In the following paragraphs, we will embark on a journey that begins with the recognition and adoption of strategic concepts and moves taken from the military command scene, continues with the evolution of the cybersecurity world, through the four milestones that form its basis, and ends with the ultimate cybersecurity model – Integrative Cyber Defense. This model simulates a modern operations center for the cybersecurity scene, as it is currently implemented by vulnerable giant corporations. This model should permeate into and become the standard practice for all business organizations – as it is expected to do.

Getting to Know the Enemy

The reality we face is simple: from the moment the switch that connects the organizational network to the Internet is lifted, the organization steps onto the battlefield, where it might become, at any given moment, the secondary target of a widespread attack or the primary target of a focused attack. As anyone with a military background knows, the first stage in preparing for battle is getting to know the enemy. On the cybersecurity scene, the enemy may be manifested in five primary forms: cyber warriors driven by ideological, political or economic motivations; business intelligence organizations; business entities specializing in collecting information and packaging it as a product readily-available to everyone; outlaws who exploit the cyber scene for generating profits and finally – vandals whose sole purpose is to damage other parties.

The enemy has all of the time in the world to plan the attack while as far as we are concerned, with every second that passes from the moment the attack was launched, we sustain damage that in some cases might be irreversible. The enemy will plan and execute his attack using technological resources and sophisticated methods prepared in advance, which no human operator can resist owing to the pace, scope and data processing parameters involved.

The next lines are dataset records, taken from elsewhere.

//! Error types for the workout_core library.

use std::io;

/// Result type alias using our Error type
pub type Result<T> = std::result::Result<T, Error>;

/// Core error type for workout_core operations
#[derive(Debug, thiserror::Error)]
pub enum Error {
    /// IO error occurred
    #[error("IO error: {0}")]
    Io(#[from] io::Error),

    /// JSON serialization/deserialization error
    #[error("JSON error: {0}")]
    Json(#[from] serde_json::Error),

    /// TOML parsing error
    #[error("TOML error: {0}")]
    Toml(#[from] toml::de::Error),

    /// Configuration validation error
    #[error("Configuration error: {0}")]
    Config(String),

    /// Catalog validation error
    #[error("Catalog validation error: {0}")]
    CatalogValidation(String),

    /// Malformed week identifier
    #[error("Invalid week identifier '{0}' (expected YYYY-Www)")]
    InvalidWeekId(String),

    /// Import was rejected
    #[error(transparent)]
    Import(#[from] ImportError),

    /// Generic error
    #[error("{0}")]
    Other(String),
}

/// Reasons an import payload is rejected.
///
/// Every variant is reported to the user as "Invalid data"; the detail only
/// goes to the log.
#[derive(Debug, thiserror::Error)]
pub enum ImportError {
    #[error("Invalid data: not valid JSON ({0})")]
    Parse(#[from] serde_json::Error),

    #[error("Invalid data: missing `weeks` object")]
    MissingWeeks,

    #[error("Invalid data: week identifier '{0}'")]
    WeekId(String),

    #[error("Invalid data: week '{week}': {reason}")]
    MalformedWeek { week: String, reason: String },
}

impl ImportError {
    /// Message shown to the user for any rejected import
    pub fn user_message(&self) -> &'static str {
        "Invalid data"
    }
}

As the second stage of preparing for battle, we should specify our missions, and in the cybersecurity world there are five primary missions we can list: spotting, identifying and preventing preplanned malicious attacks; identifying the source of the threat and providing a prompt, comprehensive and effective response; consolidating the required defense at a pace that is faster than the pace at which the threat is spreading; implementing the required defense at a pace that is faster than the pace at which the threat is progressing; achieving full control over all of the tiers of the organizational network and decontaminating the scene after the attack.

Defenses

The organization's ability to perform the defensive missions assigned to it largely depends on the defensive layout available to it. This defensive layout includes all of the systems and tools using which the organization can repel the attack with minimum damage. We will review the defenses currently available in the cybersecurity world through the four milestones of this world, which are implemented as defensive tiers one on top of the other.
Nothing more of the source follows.